Laurel Early is a Southerner, raised with tobacco farming, moonshine and a motley crew of hometown friends. Now that she’s teetering over the edge of adulthood, she’s back in the lives of said friends. She dropped out of college and is back to working in the fields, a disappointment nobody will address directly.
Outside of tending the crops, Laurel’s hobby is as odd as she is. She’s an amateur taxidermist who creates jewelry out of scavenged bones. And sometimes, when she’s working with those bones, she feels something in her bones: the animal’s last moments, including their deaths.
Death is a concept Laurel Early intimately understands. When she was a baby, her mother died a gruesome, confusing death, something that sticks to Laurel like a sweaty shirt in the Kentucky sun.

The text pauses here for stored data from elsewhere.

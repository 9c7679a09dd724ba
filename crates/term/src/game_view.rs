//! GameView: maps a `GameSnapshot` into a terminal framebuffer.
//!
//! Board cells arrive through the core's pixel-rect render contract and are
//! scaled down onto terminal cells. This module is pure (no I/O).

use crate::core::{CellRect, GameSnapshot, RenderSink};
use crate::fb::{CellStyle, FrameBuffer, Rgb};
use crate::types::{BOARD_HEIGHT, BOARD_WIDTH};

const BOARD_BG: Rgb = Rgb::new(30, 30, 40);
const SCREEN_BG: Rgb = Rgb::new(0, 0, 0);

/// Terminal viewport dimensions.
#[derive(Debug, Clone, Copy, PartialEq, Eq)]
pub struct Viewport {
    pub width: u16,
    pub height: u16,
}

impl Viewport {
    pub fn new(width: u16, height: u16) -> Self {
        Self { width, height }
    }
}

/// Terminal layout of the playfield.
pub struct GameView {
    /// Board cell width in terminal columns.
    cell_w: u16,
    /// Board cell height in terminal rows.
    cell_h: u16,
}

impl Default for GameView {
    fn default() -> Self {
        // 2x1 compensates for the usual terminal glyph aspect ratio.
        Self {
            cell_w: 2,
            cell_h: 1,
        }
    }
}

/// Paints rects from the render contract into the board area of a framebuffer.
struct BoardPainter<'a> {
    fb: &'a mut FrameBuffer,
    origin_x: u16,
    origin_y: u16,
    cell_w: u16,
    cell_h: u16,
}

impl RenderSink for BoardPainter<'_> {
    fn fill_rect(&mut self, rect: CellRect) {
        let (col, row) = rect.cell();
        if !(0..BOARD_WIDTH as i32).contains(&col) || !(0..BOARD_HEIGHT as i32).contains(&row) {
            return;
        }
        let style = CellStyle {
            fg: BOARD_BG.blend(rect.color),
            bg: BOARD_BG,
            bold: true,
            dim: false,
        };
        self.fb.fill_rect(
            self.origin_x + col as u16 * self.cell_w,
            self.origin_y + row as u16 * self.cell_h,
            self.cell_w,
            self.cell_h,
            '█',
            style,
        );
    }
}

impl GameView {
    /// Outer size of the bordered board in terminal cells
    pub fn frame_size(&self) -> (u16, u16) {
        (
            BOARD_WIDTH as u16 * self.cell_w + 2,
            BOARD_HEIGHT as u16 * self.cell_h + 2,
        )
    }

    /// Render into an existing framebuffer, resizing it to the viewport.
    pub fn render_into(&self, snap: &GameSnapshot, viewport: Viewport, fb: &mut FrameBuffer) {
        fb.resize(viewport.width, viewport.height);
        fb.clear(CellStyle::default().cell(' '));

        let (frame_w, frame_h) = self.frame_size();
        let start_x = viewport.width.saturating_sub(frame_w) / 2;
        let start_y = viewport.height.saturating_sub(frame_h) / 2;

        let border = CellStyle::plain(Rgb::new(200, 200, 200), SCREEN_BG);
        self.draw_border(fb, start_x, start_y, frame_w, frame_h, border);

        let grid = CellStyle {
            dim: true,
            ..CellStyle::plain(Rgb::new(90, 90, 100), BOARD_BG)
        };
        for row in 0..BOARD_HEIGHT as u16 {
            for col in 0..BOARD_WIDTH as u16 {
                fb.fill_rect(
                    start_x + 1 + col * self.cell_w,
                    start_y + 1 + row * self.cell_h,
                    self.cell_w,
                    self.cell_h,
                    '·',
                    grid,
                );
            }
        }

        let mut painter = BoardPainter {
            fb: &mut *fb,
            origin_x: start_x + 1,
            origin_y: start_y + 1,
            cell_w: self.cell_w,
            cell_h: self.cell_h,
        };
        snap.render(&mut painter);

        self.draw_side_panel(fb, snap, viewport, start_x + frame_w + 2, start_y);

        if snap.game_over {
            self.draw_overlay_text(fb, start_x, start_y, frame_w, frame_h, "GAME OVER");
        } else if snap.paused {
            self.draw_overlay_text(fb, start_x, start_y, frame_w, frame_h, "PAUSED");
        }
    }

    /// Convenience helper that allocates a new framebuffer.
    pub fn render(&self, snap: &GameSnapshot, viewport: Viewport) -> FrameBuffer {
        let mut fb = FrameBuffer::new(viewport.width, viewport.height);
        self.render_into(snap, viewport, &mut fb);
        fb
    }

    fn draw_border(&self, fb: &mut FrameBuffer, x: u16, y: u16, w: u16, h: u16, style: CellStyle) {
        if w < 2 || h < 2 {
            return;
        }
        let right = x + w - 1;
        let bottom = y + h - 1;

        fb.put_char(x, y, '┌', style);
        fb.put_char(right, y, '┐', style);
        fb.put_char(x, bottom, '└', style);
        fb.put_char(right, bottom, '┘', style);
        fb.fill_rect(x + 1, y, w - 2, 1, '─', style);
        fb.fill_rect(x + 1, bottom, w - 2, 1, '─', style);
        fb.fill_rect(x, y + 1, 1, h - 2, '│', style);
        fb.fill_rect(right, y + 1, 1, h - 2, '│', style);
    }

    fn draw_side_panel(
        &self,
        fb: &mut FrameBuffer,
        snap: &GameSnapshot,
        viewport: Viewport,
        panel_x: u16,
        start_y: u16,
    ) {
        if panel_x >= viewport.width || viewport.width - panel_x < 12 {
            return;
        }

        let label = CellStyle {
            bold: true,
            ..CellStyle::default()
        };
        let value = CellStyle::plain(Rgb::new(200, 200, 200), SCREEN_BG);
        let hint = CellStyle { dim: true, ..value };

        let mut y = start_y;
        fb.put_str(panel_x, y, "LINES", label);
        fb.put_u32(panel_x, y + 1, snap.lines, value);
        y += 3;

        fb.put_str(panel_x, y, "STATUS", label);
        let status = if snap.game_over {
            "over"
        } else if snap.paused {
            "paused"
        } else {
            "falling"
        };
        fb.put_str(panel_x, y + 1, status, value);
        y += 3;

        for line in [
            "←/→  move",
            "↑    rotate",
            "↓    drop",
            "p    pause",
            "r    restart",
            "q    quit",
        ] {
            if y >= viewport.height {
                break;
            }
            fb.put_str(panel_x, y, line, hint);
            y += 1;
        }
    }

    fn draw_overlay_text(
        &self,
        fb: &mut FrameBuffer,
        start_x: u16,
        start_y: u16,
        frame_w: u16,
        frame_h: u16,
        text: &str,
    ) {
        let mid_y = start_y.saturating_add(frame_h / 2);
        let text_w = text.chars().count() as u16;
        let x = start_x.saturating_add(frame_w.saturating_sub(text_w) / 2);
        let style = CellStyle {
            bold: true,
            ..CellStyle::plain(Rgb::new(255, 255, 255), SCREEN_BG)
        };
        fb.put_str(x, mid_y, text, style);
    }
}
//! Terminal input mapping.
//!
//! Turns `crossterm` key events into discrete [`crate::types::GameAction`]s.
//! Each press (and each terminal auto-repeat) is one action; there is no
//! DAS/ARR layer, gravity pacing lives in the core controller.

pub mod map;

pub use blockfall_types as types;

pub use map::{action_for_event, handle_key_event, should_quit};
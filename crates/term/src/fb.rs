//! Framebuffer and style types for terminal rendering.

use crate::types::Rgba;

/// 24-bit RGB color.
#[derive(Debug, Clone, Copy, PartialEq, Eq, Default)]
pub struct Rgb {
    pub r: u8,
    pub g: u8,
    pub b: u8,
}

impl Rgb {
    pub const fn new(r: u8, g: u8, b: u8) -> Self {
        Self { r, g, b }
    }

    /// Composite an RGBA color over this background.
    pub fn blend(self, top: Rgba) -> Self {
        let mix = |under: u8, over: u8| -> u8 {
            let a = top.a as u16;
            ((over as u16 * a + under as u16 * (255 - a)) / 255) as u8
        };
        Self::new(mix(self.r, top.r), mix(self.g, top.g), mix(self.b, top.b))
    }
}

/// Minimal per-cell styling.
#[derive(Debug, Clone, Copy, PartialEq, Eq)]
pub struct CellStyle {
    pub fg: Rgb,
    pub bg: Rgb,
    pub bold: bool,
    pub dim: bool,
}

impl CellStyle {
    pub const fn plain(fg: Rgb, bg: Rgb) -> Self {
        Self {
            fg,
            bg,
            bold: false,
            dim: false,
        }
    }

    pub fn cell(self, ch: char) -> Cell {
        Cell { ch, style: self }
    }
}

impl Default for CellStyle {
    fn default() -> Self {
        Self::plain(Rgb::new(220, 220, 220), Rgb::new(0, 0, 0))
    }
}

/// A single terminal cell.
#[derive(Debug, Clone, Copy, PartialEq, Eq)]
pub struct Cell {
    pub ch: char,
    pub style: CellStyle,
}

impl Default for Cell {
    fn default() -> Self {
        CellStyle::default().cell(' ')
    }
}

/// 2D grid of styled character cells, row-major.
#[derive(Debug, Clone, PartialEq, Eq)]
pub struct FrameBuffer {
    width: u16,
    height: u16,
    cells: Vec<Cell>,
}

impl FrameBuffer {
    pub fn new(width: u16, height: u16) -> Self {
        Self {
            width,
            height,
            cells: vec![Cell::default(); width as usize * height as usize],
        }
    }

    pub fn width(&self) -> u16 {
        self.width
    }

    pub fn height(&self) -> u16 {
        self.height
    }

    /// Resize, keeping the allocation when possible. Contents are unspecified
    /// afterwards; callers clear before drawing.
    pub fn resize(&mut self, width: u16, height: u16) {
        if self.width == width && self.height == height {
            return;
        }
        self.width = width;
        self.height = height;
        self.cells
            .resize(width as usize * height as usize, Cell::default());
    }

    #[inline(always)]
    fn idx(&self, x: u16, y: u16) -> Option<usize> {
        (x < self.width && y < self.height)
            .then(|| y as usize * self.width as usize + x as usize)
    }

    pub fn get(&self, x: u16, y: u16) -> Option<Cell> {
        self.idx(x, y).map(|i| self.cells[i])
    }

    /// Cells of one row, or an empty slice past the bottom
    pub fn row(&self, y: u16) -> &[Cell] {
        if y >= self.height {
            return &[];
        }
        let start = y as usize * self.width as usize;
        &self.cells[start..start + self.width as usize]
    }

    /// Characters of one row as a string
    pub fn row_text(&self, y: u16) -> String {
        self.row(y).iter().map(|c| c.ch).collect()
    }

    /// Writes outside the buffer are dropped.
    pub fn set(&mut self, x: u16, y: u16, cell: Cell) {
        if let Some(i) = self.idx(x, y) {
            self.cells[i] = cell;
        }
    }

    pub fn clear(&mut self, cell: Cell) {
        self.cells.fill(cell);
    }

    pub fn put_char(&mut self, x: u16, y: u16, ch: char, style: CellStyle) {
        self.set(x, y, style.cell(ch));
    }

    pub fn put_str(&mut self, x: u16, y: u16, s: &str, style: CellStyle) {
        for (i, ch) in s.chars().enumerate() {
            let Some(cx) = x.checked_add(i as u16).filter(|&cx| cx < self.width) else {
                break;
            };
            self.put_char(cx, y, ch, style);
        }
    }

    /// Decimal number without allocating
    pub fn put_u32(&mut self, x: u16, y: u16, value: u32, style: CellStyle) {
        let mut digits = [0u8; 10];
        let mut n = value;
        let mut len = 0;
        loop {
            digits[len] = b'0' + (n % 10) as u8;
            len += 1;
            n /= 10;
            if n == 0 {
                break;
            }
        }
        for (i, d) in digits[..len].iter().rev().enumerate() {
            self.put_char(x.saturating_add(i as u16), y, *d as char, style);
        }
    }

    pub fn fill_rect(&mut self, x: u16, y: u16, w: u16, h: u16, ch: char, style: CellStyle) {
        for dy in 0..h {
            for dx in 0..w {
                self.put_char(x.saturating_add(dx), y.saturating_add(dy), ch, style);
            }
        }
    }
}
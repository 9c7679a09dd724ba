use tui_blockfall::core::{GameState, Piece};
use tui_blockfall::term::{GameView, Rgb, Viewport};
use tui_blockfall::types::{GameAction, PieceKind, Rgba};

#[test]
fn term_view_renders_border_corners() {
    let snap = GameState::new(1).snapshot();
    let view = GameView::default();

    // With cell_w=2 and cell_h=1:
    // board = 10*2 by 20*1 => 20x20, plus border => 22x22
    let fb = view.render(&snap, Viewport::new(22, 22));

    assert_eq!(fb.get(0, 0).unwrap().ch, '┌');
    assert_eq!(fb.get(21, 0).unwrap().ch, '┐');
    assert_eq!(fb.get(0, 21).unwrap().ch, '└');
    assert_eq!(fb.get(21, 21).unwrap().ch, '┘');
}

#[test]
fn term_view_renders_placed_cell_two_chars_wide() {
    let mut state = GameState::new(1);
    state.replace_falling(Piece::new(PieceKind::I));
    state
        .board_mut()
        .set(0, 19, Some(Rgba::opaque(0xFF, 0x00, 0x00)));

    let fb = GameView::default().render(&state.snapshot(), Viewport::new(22, 22));

    // Board row 19 is framebuffer row 20; column 0 covers x=1..=2.
    for x in [1, 2] {
        let cell = fb.get(x, 20).unwrap();
        assert_eq!(cell.ch, '█');
        assert_eq!(cell.style.fg, Rgb::new(0xFF, 0x00, 0x00));
    }
    assert_eq!(fb.get(3, 20).unwrap().ch, '·');
}

#[test]
fn term_view_follows_falling_piece() {
    let mut state = GameState::new(1);
    state.replace_falling(Piece::new(PieceKind::I));
    state.apply_action(GameAction::MoveLeft);

    let fb = GameView::default().render(&state.snapshot(), Viewport::new(22, 22));

    // I now spans columns 2..=5 on board row 0.
    let row = fb.row_text(1);
    assert_eq!(&row.chars().skip(5).take(8).collect::<String>(), "████████");
    assert_eq!(fb.get(13, 1).unwrap().ch, '·');
}

#[test]
fn term_view_side_panel_shows_lines_and_status() {
    let mut state = GameState::new(1);
    let view = GameView::default();

    let fb = view.render(&state.snapshot(), Viewport::new(60, 24));
    let text: Vec<String> = (0..fb.height()).map(|y| fb.row_text(y)).collect();
    assert!(text.iter().any(|l| l.contains("LINES")));
    assert!(text.iter().any(|l| l.contains("falling")));

    state.apply_action(GameAction::Pause);
    let fb = view.render(&state.snapshot(), Viewport::new(60, 24));
    let text: Vec<String> = (0..fb.height()).map(|y| fb.row_text(y)).collect();
    assert!(text.iter().any(|l| l.contains("PAUSED")));
    assert!(text.iter().any(|l| l.contains("paused")));
}

#[test]
fn term_view_tolerates_tiny_viewport() {
    let snap = GameState::new(1).snapshot();
    let fb = GameView::default().render(&snap, Viewport::new(5, 3));
    assert_eq!((fb.width(), fb.height()), (5, 3));
}
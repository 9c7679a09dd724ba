//! Shared types and constants for the blockfall workspace.
//!
//! Everything in here is plain data with no dependencies, so the same
//! definitions can be used by the rules engine, the terminal view and the
//! input mapper.
//!
//! # Board Dimensions
//!
//! - **Width**: 10 columns (indexed 0-9)
//! - **Height**: 20 rows (indexed 0-19, row 0 at the top)
//! - **Spawn position**: (3, 0)
//!
//! # Timing
//!
//! | Constant | Value | Description |
//! |----------|-------|-------------|
//! | `FALL_DELAY_MS` | 1000 | Gravity interval; a tick must be strictly later than this |
//! | `FRAME_MS` | 16 | Cadence of the interactive loop (~60 FPS) |
//!
//! # Pixel Grid
//!
//! Each board cell maps to a 32px square; the filled rect is inset by 3px on
//! the top/left and is 26px wide and tall.
//!
//! # Examples
//!
//! ```
//! use blockfall_types::{PieceKind, BOARD_HEIGHT, BOARD_WIDTH};
//!
//! assert_eq!(PieceKind::ALL.len(), 7);
//! assert_eq!(PieceKind::T.color().a, 0xFF);
//! assert_eq!(BOARD_WIDTH, 10);
//! assert_eq!(BOARD_HEIGHT, 20);
//! ```

/// Board width in cells (10 columns)
pub const BOARD_WIDTH: i8 = 10;

/// Board height in cells (20 rows)
pub const BOARD_HEIGHT: i8 = 20;

/// Board offset given to a freshly spawned piece
pub const SPAWN_POSITION: (i8, i8) = (3, 0);

/// Gravity interval in milliseconds
pub const FALL_DELAY_MS: u64 = 1000;

/// Interactive loop cadence in milliseconds (16ms ≈ 60 FPS)
pub const FRAME_MS: u64 = 16;

/// Side of one board cell in pixels
pub const CELL_PX: i32 = 32;

/// Inset of the filled rect inside its cell
pub const CELL_BORDER_PX: i32 = 3;

/// Side of the filled rect
pub const CELL_FILL_PX: i32 = 26;

/// 32-bit RGBA color.
#[derive(Debug, Clone, Copy, PartialEq, Eq, Hash, Default)]
pub struct Rgba {
    pub r: u8,
    pub g: u8,
    pub b: u8,
    pub a: u8,
}

impl Rgba {
    /// Opaque color from its red/green/blue channels.
    pub const fn opaque(r: u8, g: u8, b: u8) -> Self {
        Self { r, g, b, a: 0xFF }
    }
}

/// The seven piece families
///
/// Each family has a fixed color:
/// - **I**: Cyan
/// - **J**: Blue
/// - **L**: Orange
/// - **O**: Yellow
/// - **S**: Green
/// - **T**: Purple
/// - **Z**: Red
#[derive(Debug, Clone, Copy, PartialEq, Eq, Hash)]
pub enum PieceKind {
    I,
    J,
    L,
    O,
    S,
    T,
    Z,
}

impl PieceKind {
    /// Every kind, in selector order. The random factory indexes into this.
    pub const ALL: [PieceKind; 7] = [
        PieceKind::I,
        PieceKind::J,
        PieceKind::L,
        PieceKind::O,
        PieceKind::S,
        PieceKind::T,
        PieceKind::Z,
    ];

    /// Display color shared by every cell of this kind
    pub fn color(&self) -> Rgba {
        match self {
            PieceKind::I => Rgba::opaque(0x00, 0xFF, 0xFF),
            PieceKind::J => Rgba::opaque(0x00, 0x00, 0xFF),
            PieceKind::L => Rgba::opaque(0xFF, 0x7F, 0x00),
            PieceKind::O => Rgba::opaque(0xFF, 0xFF, 0x00),
            PieceKind::S => Rgba::opaque(0x00, 0xFF, 0x00),
            PieceKind::T => Rgba::opaque(0x80, 0x00, 0x80),
            PieceKind::Z => Rgba::opaque(0xFF, 0x00, 0x00),
        }
    }
}

/// Discrete input events understood by the game controller.
#[derive(Debug, Clone, Copy, PartialEq, Eq)]
pub enum GameAction {
    /// Shift the falling piece one column left
    MoveLeft,
    /// Shift the falling piece one column right
    MoveRight,
    /// Skip the remaining gravity delay so the next update drops the piece
    SoftDrop,
    /// Rotate the falling piece 90°
    Rotate,
    /// Accepted but ignored
    HardDrop,
    /// Toggle pause state
    Pause,
    /// Start over with an empty board
    Restart,
}

/// Outcome of one gravity tick.
///
/// Produced only when the gravity gate opened; a gated update yields nothing.
#[derive(Debug, Clone, Copy, PartialEq, Eq, Default)]
pub struct TickEvent {
    /// Kind of the piece committed to the board during this tick, if any
    pub committed: Option<PieceKind>,
    /// Number of full rows removed
    pub rows_cleared: u32,
    /// The game ended on this tick
    pub game_over: bool,
}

It’s not just death that sticks to Laurel. It’s also magic, the whispered-about black magic of her dead mother and her own strange-but-benign bone reading. And, worse, the malevolent magic of a creature who threatens everyone and everything she loves, first making its presence known by animating a pile of discarded bones.
Wake the Bones isn’t gory but creepy and dark. I wasn’t scared reading it, even though I was in a tent. Still, I was very much invested in finding out what would happen to Laurel, Isaac, Garrett, and Ricky. And it wasn’t just the “being stalked by a pile of bones” situation that had me needing to know how they’d all turn out: Kilcoyne infused a lot of humanity in her characters and put them through hell in a variety of ways, including abusive family, being queer in the rural South, poverty, and an overall sense of being stuck in a small town that isn’t always a good place to be.
People either love or hate the prose of Kilcoyne’s descriptions. I’m on the yea side. She evoked the South quite well, and I could easily envision the tobacco fields, the loose jeans, the intense weather and, of course, all of the wild woods that hold much of the story. This novel truly meets the descriptor of ‘atmospheric.’ The setting is as much a character as the people; the people are just as moody as the setting.
Wake the Bones moves quickly, as dark and twisty as it is. It’s not long before you, the reader, are embroiled in the spooky mysteries of the Early farm. The end is not a neatly squared away resolution, which I appreciate in a book. Instead, it’s a conclusion that feels much more realistic — shaky, tenuous ground and tentative steps across it.
One final content note: with the various complexities and tough knots of this story — abuse, abandonment — I am a bit surprised that it’s considered a YA book. I think many young adults could handle it, to be exact (and many young adults also deal with what these characters are carrying). Still, I wouldn’t want to pass this over to a younger teen or pre-teen without a good idea of the content warnings.
Thank you to NetGalley and the publisher for the ARC in exchange for an honest review.